(How to complete this task): You are asked to write out the entries exactly as they are given.

[Opening Data for the task section]

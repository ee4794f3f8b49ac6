//! `cfmt-doc` — the document IR's shape.
//!
//! Layout is out of scope here (§1): this crate gives the parser and
//! ruler collaborators a tree to build and a pair of entry points
//! (`doc_exec`/`doc_width`) an execution engine downstream would fulfill.
//! No rendering or width measurement happens in this crate.

use bumpalo::Bump;

/// A document node's shape. `Line`/`Softline`/`Hardline` are the three
/// line-break strengths a renderer would choose between when a `Group`
/// doesn't fit; `Mute` marks a subtree that should be dropped entirely.
#[derive(Debug, Clone, Copy, PartialEq, Eq)]
pub enum DocType {
    Concat,
    Group,
    Indent,
    Dedent,
    Align,
    Literal,
    Verbatim,
    Line,
    Softline,
    Hardline,
    Newline,
    Mute,
}

/// No indent change at a `Dedent` node.
pub const DEDENT_NONE: i32 = 0;
/// Indent to the column just inside an open paren, rather than by a fixed
/// tab-width step.
pub const INDENT_PARENS: i32 = -1;
/// Always take the indent, even inside a `Group` that fit on one line.
pub const INDENT_FORCE: i32 = -2;

/// One node of the document tree. Children live in the arena a [`DocArena`]
/// owns; a `Doc` only ever borrows out of it.
#[derive(Debug, Clone, Copy)]
pub struct Doc<'a> {
    pub kind: DocType,
    pub text: Option<&'a str>,
    pub indent: i32,
    pub children: &'a [Doc<'a>],
}

/// Owns the arena every [`Doc`] in one document is allocated out of.
pub struct DocArena {
    bump: Bump,
}

impl DocArena {
    pub fn new() -> Self {
        Self { bump: Bump::new() }
    }

    /// Allocate a node with the given children, already built.
    pub fn doc_alloc<'a>(&'a self, kind: DocType, children: &[Doc<'a>]) -> &'a Doc<'a> {
        let children = self.bump.alloc_slice_copy(children);
        self.bump.alloc(Doc {
            kind,
            text: None,
            indent: DEDENT_NONE,
            children,
        })
    }

    /// Allocate an `Indent`/`Dedent` node carrying an explicit indent
    /// delta (or one of [`INDENT_PARENS`]/[`INDENT_FORCE`]).
    pub fn doc_alloc_indent<'a>(&'a self, kind: DocType, indent: i32, children: &[Doc<'a>]) -> &'a Doc<'a> {
        let children = self.bump.alloc_slice_copy(children);
        self.bump.alloc(Doc {
            kind,
            text: None,
            indent,
            children,
        })
    }

    /// A `Literal` leaf: text the renderer copies through unchanged.
    pub fn doc_literal<'a>(&'a self, text: &str) -> &'a Doc<'a> {
        let text = self.bump.alloc_str(text);
        self.bump.alloc(Doc {
            kind: DocType::Literal,
            text: Some(text),
            indent: DEDENT_NONE,
            children: &[],
        })
    }

    /// A `Verbatim` leaf: source text to pass through with no layout
    /// reasoning applied at all (the region between an unbalanced comment
    /// and its target).
    pub fn doc_token<'a>(&'a self, text: &str) -> &'a Doc<'a> {
        let text = self.bump.alloc_str(text);
        self.bump.alloc(Doc {
            kind: DocType::Verbatim,
            text: Some(text),
            indent: DEDENT_NONE,
            children: &[],
        })
    }

    /// Append one more child to a `Concat`/`Group`-shaped node, returning
    /// the new node (the arena holds only append-only slices, so this
    /// allocates a fresh one rather than mutating in place).
    pub fn doc_append<'a>(&'a self, doc: &Doc<'a>, child: Doc<'a>) -> &'a Doc<'a> {
        let mut children = Vec::with_capacity(doc.children.len() + 1);
        children.extend_from_slice(doc.children);
        children.push(child);
        let children = self.bump.alloc_slice_copy(&children);
        self.bump.alloc(Doc {
            kind: doc.kind,
            text: doc.text,
            indent: doc.indent,
            children,
        })
    }

    /// Drop the child at `index`, returning the new node.
    pub fn doc_remove<'a>(&'a self, doc: &Doc<'a>, index: usize) -> &'a Doc<'a> {
        let mut children: Vec<Doc<'a>> = doc.children.to_vec();
        if index < children.len() {
            children.remove(index);
        }
        let children = self.bump.alloc_slice_copy(&children);
        self.bump.alloc(Doc {
            kind: doc.kind,
            text: doc.text,
            indent: doc.indent,
            children,
        })
    }

    /// Drop the last child, returning the new node. A no-op on a childless
    /// node.
    pub fn doc_remove_tail<'a>(&'a self, doc: &Doc<'a>) -> &'a Doc<'a> {
        if doc.children.is_empty() {
            return self.bump.alloc(*doc);
        }
        self.doc_remove(doc, doc.children.len() - 1)
    }

    /// Return a copy of `doc` with `indent` replaced.
    pub fn doc_set_indent<'a>(&'a self, doc: &Doc<'a>, indent: i32) -> &'a Doc<'a> {
        self.bump.alloc(Doc {
            kind: doc.kind,
            text: doc.text,
            indent,
            children: doc.children,
        })
    }
}

impl Default for DocArena {
    fn default() -> Self {
        Self::new()
    }
}

/// Render `doc` to a string no wider than `max_width` where a choice
/// exists. Left for the execution engine downstream of this crate.
pub fn doc_exec(_doc: &Doc<'_>, _max_width: u32) -> String {
    unimplemented!("document execution is implemented downstream of cfmt-doc")
}

/// The column width `doc` would occupy if printed flat (no line breaks
/// taken). Left for the execution engine downstream of this crate.
pub fn doc_width(_doc: &Doc<'_>) -> u32 {
    unimplemented!("width measurement is implemented downstream of cfmt-doc")
}

#[cfg(test)]
mod tests {
    use super::*;

    #[test]
    fn doc_alloc_builds_a_group_over_two_literals() {
        let arena = DocArena::new();
        let a = arena.doc_literal("int");
        let b = arena.doc_literal("x");
        let group = arena.doc_alloc(DocType::Group, &[*a, *b]);
        assert_eq!(group.kind, DocType::Group);
        assert_eq!(group.children.len(), 2);
        assert_eq!(group.children[0].text, Some("int"));
    }

    #[test]
    fn doc_append_grows_children_without_mutating_the_original() {
        let arena = DocArena::new();
        let concat = arena.doc_alloc(DocType::Concat, &[]);
        let grown = arena.doc_append(concat, *arena.doc_literal("x"));
        assert_eq!(concat.children.len(), 0);
        assert_eq!(grown.children.len(), 1);
    }

    #[test]
    fn doc_set_indent_preserves_kind_and_children() {
        let arena = DocArena::new();
        let indented = arena.doc_alloc_indent(DocType::Indent, DEDENT_NONE, &[*arena.doc_literal("x")]);
        let forced = arena.doc_set_indent(indented, INDENT_FORCE);
        assert_eq!(forced.indent, INDENT_FORCE);
        assert_eq!(forced.children.len(), 1);
    }

    #[test]
    #[should_panic]
    fn doc_exec_is_not_implemented_here() {
        let arena = DocArena::new();
        let doc = arena.doc_literal("x");
        doc_exec(doc, 80);
    }
}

[Closing Data for the task section]

(Answer below):
repository ee4794f3f8b49ac6
//! `cfmt-doc` — the document IR's shape.
//!
//! Layout is out of scope here (§1): this crate gives the parser and
//! ruler collaborators a tree to build and a pair of entry points
//! (`doc_exec`/`doc_width`) an execution engine downstream would fulfill.
//! No rendering or width measurement happens in this crate.

use bumpalo::Bump;

/// A document node's shape. `Line`/`Softline`/`Hardline` are the three
/// line-break strengths a renderer would choose between when a `Group`
/// doesn't fit; `Mute` marks a subtree that should be dropped entirely.
#[derive(Debug, Clone, Copy, PartialEq, Eq)]
pub enum DocType {
    Concat,
    Group,
    Indent,
    Dedent,
    Align,
    Literal,
    Verbatim,
    Line,
    Softline,
    Hardline,
    Newline,
    Mute,
}

/// No indent change at a `Dedent` node.
pub const DEDENT_NONE: i32 = 0;
/// Indent to the column just inside an open paren, rather than by a fixed
/// tab-width step.
pub const INDENT_PARENS: i32 = -1;
/// Always take the indent, even inside a `Group` that fit on one line.
pub const INDENT_FORCE: i32 = -2;

/// One node of the document tree. Children live in the arena a [`DocArena`]
/// owns; a `Doc` only ever borrows out of it.
#[derive(Debug, Clone, Copy)]
pub struct Doc<'a> {
    pub kind: DocType,
    pub text: Option<&'a str>,
    pub indent: i32,
    pub children: &'a [Doc<'a>],
}

/// Owns the arena every [`Doc`] in one document is allocated out of.
pub struct DocArena {
    bump: Bump,
}

impl DocArena {
    pub fn new() -> Self {
        Self { bump: Bump::new() }
    }

    /// Allocate a node with the given children, already built.
    pub fn doc_alloc<'a>(&'a self, kind: DocType, children: &[Doc<'a>]) -> &'a Doc<'a> {
        let children = self.bump.alloc_slice_copy(children);
        self.bump.alloc(Doc {
            kind,
            text: None,
            indent: DEDENT_NONE,
            children,
        })
    }

    /// Allocate an `Indent`/`Dedent` node carrying an explicit indent
    /// delta (or one of [`INDENT_PARENS`]/[`INDENT_FORCE`]).
    pub fn doc_alloc_indent<'a>(&'a self, kind: DocType, indent: i32, children: &[Doc<'a>]) -> &'a Doc<'a> {
        let children = self.bump.alloc_slice_copy(children);
        self.bump.alloc(Doc {
            kind,
            text: None,
            indent,
            children,
        })
    }

    /// A `Literal` leaf: text the renderer copies through unchanged.
    pub fn doc_literal<'a>(&'a self, text: &str) -> &'a Doc<'a> {
        let text = self.bump.alloc_str(text);
        self.bump.alloc(Doc {
            kind: DocType::Literal,
            text: Some(text),
            indent: DEDENT_NONE,
            children: &[],
        })
    }

    /// A `Verbatim` leaf: source text to pass through with no layout
    /// reasoning applied at all (the region between an unbalanced comment
    /// and its target).
    pub fn doc_token<'a>(&'a self, text: &str) -> &'a Doc<'a> {
        let text = self.bump.alloc_str(text);
        self.bump.alloc(Doc {
            kind: DocType::Verbatim,
            text: Some(text),
            indent: DEDENT_NONE,
            children: &[],
        })
    }

    /// Append one more child to a `Concat`/`Group`-shaped node, returning
    /// the new node (the arena holds only append-only slices, so this
    /// allocates a fresh one rather than mutating in place).
    pub fn doc_append<'a>(&'a self, doc: &Doc<'a>, child: Doc<'a>) -> &'a Doc<'a> {
        let mut children = Vec::with_capacity(doc.children.len() + 1);
        children.extend_from_slice(doc.children);
        children.push(child);
        let children = self.bump.alloc_slice_copy(&children);
        self.bump.alloc(Doc {
            kind: doc.kind,
            text: doc.text,
            indent: doc.indent,
            children,
        })
    }

    /// Drop the child at `index`, returning the new node.
    pub fn doc_remove<'a>(&'a self, doc: &Doc<'a>, index: usize) -> &'a Doc<'a> {
        let mut children: Vec<Doc<'a>> = doc.children.to_vec();
        if index < children.len() {
            children.remove(index);
        }
        let children = self.bump.alloc_slice_copy(&children);
        self.bump.alloc(Doc {
            kind: doc.kind,
            text: doc.text,
            indent: doc.indent,
            children,
        })
    }

    /// Drop the last child, returning the new node. A no-op on a childless
    /// node.
    pub fn doc_remove_tail<'a>(&'a self, doc: &Doc<'a>) -> &'a Doc<'a> {
        if doc.children.is_empty() {
            return self.bump.alloc(*doc);
        }
        self.doc_remove(doc, doc.children.len() - 1)
    }

    /// Return a copy of `doc` with `indent` replaced.
    pub fn doc_set_indent<'a>(&'a self, doc: &Doc<'a>, indent: i32) -> &'a Doc<'a> {
        self.bump.alloc(Doc {
            kind: doc.kind,
            text: doc.text,
            indent,
            children: doc.children,
        })
    }
}

impl Default for DocArena {
    fn default() -> Self {
        Self::new()
    }
}

/// Render `doc` to a string no wider than `max_width` where a choice
/// exists. Left for the execution engine downstream of this crate.
pub fn doc_exec(_doc: &Doc<'_>, _max_width: u32) -> String {
    unimplemented!("document execution is implemented downstream of cfmt-doc")
}

/// The column width `doc` would occupy if printed flat (no line breaks
/// taken). Left for the execution engine downstream of this crate.
pub fn doc_width(_doc: &Doc<'_>) -> u32 {
    unimplemented!("width measurement is implemented downstream of cfmt-doc")
}

#[cfg(test)]
mod tests {
    use super::*;

    #[test]
    fn doc_alloc_builds_a_group_over_two_literals() {
        let arena = DocArena::new();
        let a = arena.doc_literal("int");
        let b = arena.doc_literal("x");
        let group = arena.doc_alloc(DocType::Group, &[*a, *b]);
        assert_eq!(group.kind, DocType::Group);
        assert_eq!(group.children.len(), 2);
        assert_eq!(group.children[0].text, Some("int"));
    }

    #[test]
    fn doc_append_grows_children_without_mutating_the_original() {
        let arena = DocArena::new();
        let concat = arena.doc_alloc(DocType::Concat, &[]);
        let grown = arena.doc_append(concat, *arena.doc_literal("x"));
        assert_eq!(concat.children.len(), 0);
        assert_eq!(grown.children.len(), 1);
    }

    #[test]
    fn doc_set_indent_preserves_kind_and_children() {
        let arena = DocArena::new();
        let indented = arena.doc_alloc_indent(DocType::Indent, DEDENT_NONE, &[*arena.doc_literal("x")]);
        let forced = arena.doc_set_indent(indented, INDENT_FORCE);
        assert_eq!(forced.indent, INDENT_FORCE);
        assert_eq!(forced.children.len(), 1);
    }

    #[test]
    #[should_panic]
    fn doc_exec_is_not_implemented_here() {
        let arena = DocArena::new();
        let doc = arena.doc_literal("x");
        doc_exec(doc, 80);
    }
}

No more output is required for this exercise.